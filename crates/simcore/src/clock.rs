//! Simulation clock: the single notion of "now" every other subsystem reads.
//!
//! The driving host calls [`SimulationClock::update`] exactly once per tick,
//! before anything else reads the current time for that tick. `start` marks
//! the point where scenario logic begins running; it may be called at most
//! once per clock instance.

use std::time::{Duration, SystemTime};

use thiserror::Error;

#[derive(Debug, Error)]
pub enum ClockError {
    #[error(
        "simulation clock is already started; check that the clock instance \
         was not reused across runs"
    )]
    AlreadyStarted,
}

#[derive(Debug, Clone)]
pub struct SimulationClock {
    use_raw_clock: bool,
    realtime_factor: f64,
    frame_rate: f64,
    simulation_time: f64,
    time_offset: f64,
    started: bool,
    time_on_initialize: SystemTime,
}

impl SimulationClock {
    /// `use_sim_time = false` keeps reported timestamps synced to the wall
    /// clock; `true` derives them from accumulated simulation time instead.
    /// The two modes must never be mixed within one run.
    pub fn new(use_sim_time: bool, realtime_factor: f64, frame_rate: f64) -> Self {
        Self {
            use_raw_clock: !use_sim_time,
            realtime_factor,
            frame_rate,
            simulation_time: 0.0,
            time_offset: 0.0,
            started: false,
            time_on_initialize: SystemTime::now(),
        }
    }

    /// Advance simulated time by one tick. Legal before `start`, but scenario
    /// time is not reported as running until `start` has been called.
    pub fn update(&mut self) {
        self.simulation_time += self.realtime_factor / self.frame_rate;
    }

    pub fn start(&mut self) -> Result<(), ClockError> {
        if self.started {
            return Err(ClockError::AlreadyStarted);
        }
        self.time_offset = self.simulation_time;
        self.started = true;
        Ok(())
    }

    pub fn started(&self) -> bool {
        self.started
    }

    /// Simulated seconds added per `update` call.
    pub fn step_duration(&self) -> f64 {
        self.realtime_factor / self.frame_rate
    }

    pub fn frame_rate(&self) -> f64 {
        self.frame_rate
    }

    /// Raw accumulated simulation time since construction.
    pub fn current_simulation_time(&self) -> f64 {
        self.simulation_time
    }

    /// Seconds since `start`, or `None` while the clock has not been started.
    pub fn current_scenario_time(&self) -> Option<f64> {
        self.started
            .then(|| self.simulation_time - self.time_offset)
    }

    /// Wall-clock-comparable timestamp for the current tick.
    pub fn current_time(&self) -> SystemTime {
        if self.use_raw_clock {
            SystemTime::now()
        } else {
            self.time_on_initialize + Duration::from_secs_f64(self.simulation_time)
        }
    }
}
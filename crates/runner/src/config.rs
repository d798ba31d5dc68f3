//! JSON run configuration: the scripted world and sensor set a run executes.
//!
//! Scenario XOSC parsing belongs to the external interpreter; the runner
//! consumes a plain JSON description of spawned entities with constant
//! velocities, enough to drive the core closed-loop.

use std::collections::HashSet;
use std::fs;
use std::path::{Path, PathBuf};

use serde::{Deserialize, Serialize};
use simcore::{DetectionSensorConfig, EntityClassification, EntityKind, Vec3};
use thiserror::Error;

#[derive(Debug, Error)]
pub enum ConfigError {
    #[error("failed to read run configuration {path}: {source}")]
    Read {
        path: PathBuf,
        #[source]
        source: std::io::Error,
    },
    #[error("failed to parse run configuration {path}: {source}")]
    Parse {
        path: PathBuf,
        #[source]
        source: serde_path_to_error::Error<serde_json::Error>,
    },
    #[error("ticks must be at least 1")]
    NoTicks,
    #[error("frame_rate must be positive, got {0}")]
    NonPositiveFrameRate(f64),
    #[error("realtime_factor must be positive, got {0}")]
    NonPositiveRealtimeFactor(f64),
    #[error("duplicate entity name in run configuration: {0:?}")]
    DuplicateEntity(String),
    #[error("sensor is attached to {entity:?}, which is not a configured ego entity")]
    SensorOwnerNotEgo { entity: String },
}

#[derive(Debug, Clone, Serialize, Deserialize)]
pub struct ScriptedEntity {
    pub name: String,
    pub kind: EntityKind,
    pub classification: EntityClassification,
    pub spawn_position: Vec3,
    #[serde(default)]
    pub velocity: Vec3,
    #[serde(default)]
    pub bounding_center: Vec3,
    #[serde(default = "default_dimensions")]
    pub dimensions: Vec3,
}

fn default_dimensions() -> Vec3 {
    // Compact-car footprint.
    Vec3::new(4.0, 1.8, 1.5)
}

#[derive(Debug, Clone, Serialize, Deserialize)]
pub struct RunConfig {
    /// Scenario base path, recorded in the scope's global environment.
    pub scenario_path: PathBuf,
    pub ticks: u32,
    pub frame_rate: f64,
    #[serde(default = "default_realtime_factor")]
    pub realtime_factor: f64,
    #[serde(default = "default_use_sim_time")]
    pub use_sim_time: bool,
    pub entities: Vec<ScriptedEntity>,
    #[serde(default)]
    pub sensors: Vec<DetectionSensorConfig>,
}

fn default_realtime_factor() -> f64 {
    1.0
}

fn default_use_sim_time() -> bool {
    true
}

impl RunConfig {
    pub fn validate(&self) -> Result<(), ConfigError> {
        if self.ticks == 0 {
            return Err(ConfigError::NoTicks);
        }
        if self.frame_rate <= 0.0 {
            return Err(ConfigError::NonPositiveFrameRate(self.frame_rate));
        }
        if self.realtime_factor <= 0.0 {
            return Err(ConfigError::NonPositiveRealtimeFactor(self.realtime_factor));
        }
        let mut seen = HashSet::new();
        for entity in &self.entities {
            if !seen.insert(entity.name.as_str()) {
                return Err(ConfigError::DuplicateEntity(entity.name.clone()));
            }
        }
        for sensor in &self.sensors {
            let owner_is_ego = self.entities.iter().any(|entity| {
                entity.name == sensor.entity_name && entity.kind == EntityKind::Ego
            });
            if !owner_is_ego {
                return Err(ConfigError::SensorOwnerNotEgo {
                    entity: sensor.entity_name.clone(),
                });
            }
        }
        Ok(())
    }
}

pub fn load_run_config(path: &Path) -> Result<RunConfig, ConfigError> {
    let text = fs::read_to_string(path).map_err(|source| ConfigError::Read {
        path: path.to_path_buf(),
        source,
    })?;
    let mut deserializer = serde_json::Deserializer::from_str(&text);
    let config: RunConfig =
        serde_path_to_error::deserialize(&mut deserializer).map_err(|source| {
            ConfigError::Parse {
                path: path.to_path_buf(),
                source,
            }
        })?;
    config.validate()?;
    Ok(config)
}
use std::env;
use std::path::Path;
use std::process::ExitCode;

use thiserror::Error;
use tracing::{error, info};
use tracing_subscriber::EnvFilter;

mod config;
mod driver;

use config::{load_run_config, ConfigError};
use driver::{DriverError, RunSummary, ScenarioDriver};

#[derive(Debug, Error)]
enum RunnerError {
    #[error(transparent)]
    Config(#[from] ConfigError),
    #[error(transparent)]
    Driver(#[from] DriverError),
}

fn run(config_path: &Path) -> Result<RunSummary, RunnerError> {
    let config = load_run_config(config_path)?;
    info!(
        path = %config_path.display(),
        ticks = config.ticks,
        entities = config.entities.len(),
        sensors = config.sensors.len(),
        "run configuration loaded"
    );
    let mut driver = ScenarioDriver::new(&config)?;
    Ok(driver.run()?)
}

fn main() -> ExitCode {
    let filter = EnvFilter::try_from_default_env().unwrap_or_else(|_| EnvFilter::new("info"));
    tracing_subscriber::fmt().with_env_filter(filter).init();

    let Some(config_path) = env::args().nth(1) else {
        error!("usage: scenario-runner <run-config.json>");
        return ExitCode::FAILURE;
    };

    match run(Path::new(&config_path)) {
        Ok(summary) => {
            info!(
                ticks = summary.ticks,
                detections = summary.detection_messages,
                ground_truth = summary.ground_truth_messages,
                scenario_time = summary.final_scenario_time,
                "run complete"
            );
            ExitCode::SUCCESS
        }
        Err(err) => {
            error!("{err}");
            ExitCode::FAILURE
        }
    }
}
//! Download task and outcome model.
//!
//! A [`Task`] is created by the planning step and is never mutated afterwards;
//! the executor turns it into an [`Outcome`] which is folded into the run report.

use crate::classify::{ClassifiedUrl, UrlKind};
use crate::config::{AuthConfig, Browser, Config, Quality};
use chrono::{DateTime, Utc};
use serde::{Deserialize, Serialize};
use std::path::{Path, PathBuf};
use tracing::warn;

/// Where yt-dlp should read cookies from.
#[derive(Debug, Clone, PartialEq, Eq, Default)]
pub enum CookieSource {
    /// No cookies; public videos only.
    #[default]
    None,
    /// Extract cookies from an installed browser profile.
    Browser(Browser),
    /// Netscape-format cookie jar.
    File(PathBuf),
}

impl CookieSource {
    /// Resolves the cookie source from the auth section.
    ///
    /// A cookie file wins when it exists. A configured file that is missing
    /// falls back to the browser.
    pub fn from_config(auth: &AuthConfig) -> Self {
        if let Some(file) = &auth.cookies_file {
            if file.exists() {
                return CookieSource::File(file.clone());
            }
            warn!(
                path = %file.display(),
                "cookie file not found, falling back to browser cookies"
            );
        }
        match auth.cookies_browser {
            Some(browser) => CookieSource::Browser(browser),
            None => CookieSource::None,
        }
    }
}

impl std::fmt::Display for CookieSource {
    fn fmt(&self, f: &mut std::fmt::Formatter<'_>) -> std::fmt::Result {
        match self {
            CookieSource::None => write!(f, "none"),
            CookieSource::Browser(browser) => write!(f, "browser:{}", browser),
            CookieSource::File(path) => write!(f, "file:{}", path.display()),
        }
    }
}

/// Per-run settings stamped onto every task.
#[derive(Debug, Clone, PartialEq)]
pub struct TaskOptions {
    pub quality: Quality,
    pub output_dir: PathBuf,
    pub cookie_source: CookieSource,
    pub rate_limit: Option<String>,
}

impl TaskOptions {
    pub fn from_config(config: &Config) -> Self {
        Self {
            quality: config.download.quality,
            output_dir: config.download.output_dir.clone(),
            cookie_source: CookieSource::from_config(&config.auth),
            rate_limit: config.download.rate_limit.clone(),
        }
    }
}

/// A resolved download job.
#[derive(Debug, Clone, PartialEq)]
pub struct Task {
    pub source_url: String,
    pub kind: UrlKind,
    /// Ledger key, when the classifier could derive one.
    pub item_id: Option<String>,
    pub quality: Quality,
    pub output_dir: PathBuf,
    pub cookie_source: CookieSource,
    pub rate_limit: Option<String>,
}

impl Task {
    pub fn new(classified: ClassifiedUrl, options: &TaskOptions) -> Self {
        Self {
            source_url: classified.url,
            kind: classified.kind,
            item_id: classified.item_id,
            quality: options.quality,
            output_dir: options.output_dir.clone(),
            cookie_source: options.cookie_source.clone(),
            rate_limit: options.rate_limit.clone(),
        }
    }
}

/// Final status of one task.
#[derive(Debug, Clone, Copy, PartialEq, Eq, Serialize, Deserialize)]
#[serde(rename_all = "snake_case")]
pub enum OutcomeStatus {
    Success,
    /// Already in the ledger, or an input that could not be used.
    Skipped,
    Failed,
}

impl std::fmt::Display for OutcomeStatus {
    fn fmt(&self, f: &mut std::fmt::Formatter<'_>) -> std::fmt::Result {
        match self {
            OutcomeStatus::Success => write!(f, "success"),
            OutcomeStatus::Skipped => write!(f, "skipped"),
            OutcomeStatus::Failed => write!(f, "failed"),
        }
    }
}

/// Which stage a failure came from.
#[derive(Debug, Clone, Copy, PartialEq, Eq, Serialize, Deserialize)]
#[serde(rename_all = "snake_case")]
pub enum FailureKind {
    /// Channel or playlist listing failed.
    Enumeration,
    /// Network, auth, geo or private-video failure reported by yt-dlp.
    Extraction,
    /// ffmpeg postprocessing failed.
    Mux,
    /// The run was interrupted while the task was in flight.
    Interrupted,
}

impl std::fmt::Display for FailureKind {
    fn fmt(&self, f: &mut std::fmt::Formatter<'_>) -> std::fmt::Result {
        match self {
            FailureKind::Enumeration => write!(f, "enumeration"),
            FailureKind::Extraction => write!(f, "extraction"),
            FailureKind::Mux => write!(f, "mux"),
            FailureKind::Interrupted => write!(f, "interrupted"),
        }
    }
}

/// Result of attempting one task.
#[derive(Debug, Clone, PartialEq)]
pub struct Outcome {
    pub task: Task,
    pub status: OutcomeStatus,
    pub failure_kind: Option<FailureKind>,
    pub error_reason: Option<String>,
    pub output_path: Option<PathBuf>,
    /// Identifier to record in the ledger on success.
    pub item_id: Option<String>,
    pub finished_at: DateTime<Utc>,
}

impl Outcome {
    pub fn success(task: Task, item_id: Option<String>, output_path: Option<PathBuf>) -> Self {
        let item_id = item_id.or_else(|| task.item_id.clone());
        Self {
            task,
            status: OutcomeStatus::Success,
            failure_kind: None,
            error_reason: None,
            output_path,
            item_id,
            finished_at: Utc::now(),
        }
    }

    pub fn skipped(task: Task, reason: impl Into<String>) -> Self {
        let item_id = task.item_id.clone();
        Self {
            task,
            status: OutcomeStatus::Skipped,
            failure_kind: None,
            error_reason: Some(reason.into()),
            output_path: None,
            item_id,
            finished_at: Utc::now(),
        }
    }

    pub fn failed(task: Task, kind: FailureKind, reason: impl Into<String>) -> Self {
        let item_id = task.item_id.clone();
        Self {
            task,
            status: OutcomeStatus::Failed,
            failure_kind: Some(kind),
            error_reason: Some(reason.into()),
            output_path: None,
            item_id,
            finished_at: Utc::now(),
        }
    }

    pub fn is_success(&self) -> bool {
        self.status == OutcomeStatus::Success
    }

    pub fn url(&self) -> &str {
        &self.task.source_url
    }

    pub fn output_path(&self) -> Option<&Path> {
        self.output_path.as_deref()
    }
}

#[cfg(test)]
mod tests {
    use super::*;
    use crate::classify::classify;
    use tempfile::TempDir;

    fn options() -> TaskOptions {
        TaskOptions {
            quality: Quality::P720,
            output_dir: PathBuf::from("/tmp/out"),
            cookie_source: CookieSource::Browser(Browser::Firefox),
            rate_limit: Some("5M".to_string()),
        }
    }

    #[test]
    fn test_task_carries_run_options() {
        let task = Task::new(classify("https://vk.com/video1_2").unwrap(), &options());

        assert_eq!(task.source_url, "https://vk.com/video1_2");
        assert_eq!(task.kind, UrlKind::Video);
        assert_eq!(task.item_id.as_deref(), Some("1_2"));
        assert_eq!(task.quality, Quality::P720);
        assert_eq!(task.output_dir, PathBuf::from("/tmp/out"));
        assert_eq!(task.cookie_source, CookieSource::Browser(Browser::Firefox));
        assert_eq!(task.rate_limit.as_deref(), Some("5M"));
    }

    #[test]
    fn test_outcome_success_prefers_reported_id() {
        let task = Task::new(classify("https://example.com/v").unwrap(), &options());
        let outcome = Outcome::success(task.clone(), Some("9_9".to_string()), None);
        assert_eq!(outcome.item_id.as_deref(), Some("9_9"));
        assert!(outcome.is_success());

        let task = Task::new(classify("https://vk.com/video1_2").unwrap(), &options());
        let outcome = Outcome::success(task, None, Some(PathBuf::from("/tmp/out/a.mp4")));
        assert_eq!(outcome.item_id.as_deref(), Some("1_2"));
        assert_eq!(outcome.output_path(), Some(Path::new("/tmp/out/a.mp4")));
    }

    #[test]
    fn test_outcome_failed_keeps_reason_and_kind() {
        let task = Task::new(classify("https://vk.com/video1_2").unwrap(), &options());
        let outcome = Outcome::failed(task, FailureKind::Mux, "ffmpeg exited with 1");

        assert_eq!(outcome.status, OutcomeStatus::Failed);
        assert_eq!(outcome.failure_kind, Some(FailureKind::Mux));
        assert_eq!(outcome.error_reason.as_deref(), Some("ffmpeg exited with 1"));
        assert_eq!(outcome.url(), "https://vk.com/video1_2");
    }

    #[test]
    fn test_cookie_source_prefers_existing_file() {
        let dir = TempDir::new().unwrap();
        let jar = dir.path().join("cookies.txt");
        std::fs::write(&jar, "# Netscape HTTP Cookie File\n").unwrap();

        let auth = AuthConfig {
            cookies_browser: Some(Browser::Edge),
            cookies_file: Some(jar.clone()),
        };
        assert_eq!(CookieSource::from_config(&auth), CookieSource::File(jar));
    }

    #[test]
    fn test_cookie_source_missing_file_falls_back_to_browser() {
        let auth = AuthConfig {
            cookies_browser: Some(Browser::Safari),
            cookies_file: Some(PathBuf::from("/definitely/not/here/cookies.txt")),
        };
        assert_eq!(
            CookieSource::from_config(&auth),
            CookieSource::Browser(Browser::Safari)
        );

        let auth = AuthConfig {
            cookies_browser: None,
            cookies_file: None,
        };
        assert_eq!(CookieSource::from_config(&auth), CookieSource::None);
    }

    #[test]
    fn test_status_display() {
        assert_eq!(OutcomeStatus::Success.to_string(), "success");
        assert_eq!(OutcomeStatus::Skipped.to_string(), "skipped");
        assert_eq!(OutcomeStatus::Failed.to_string(), "failed");
        assert_eq!(FailureKind::Enumeration.to_string(), "enumeration");
    }
}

● ● ●

* _EXERCISE GOAL_:
Starting from the first line of the records above, retype each line exactly up to and including the one that contains "pub struct SimulationClock", and nothing more.

* _EXERCISE SOLUTION_:
filename crates/simcore/src/clock.rs
//! Simulation clock: the single notion of "now" every other subsystem reads.
//!
//! The driving host calls [`SimulationClock::update`] exactly once per tick,
//! before anything else reads the current time for that tick. `start` marks
//! the point where scenario logic begins running; it may be called at most
//! once per clock instance.

use std::time::{Duration, SystemTime};

use thiserror::Error;

#[derive(Debug, Error)]
pub enum ClockError {
    #[error(
        "simulation clock is already started; check that the clock instance \
         was not reused across runs"
    )]
    AlreadyStarted,
}

#[derive(Debug, Clone)]
pub struct SimulationClock {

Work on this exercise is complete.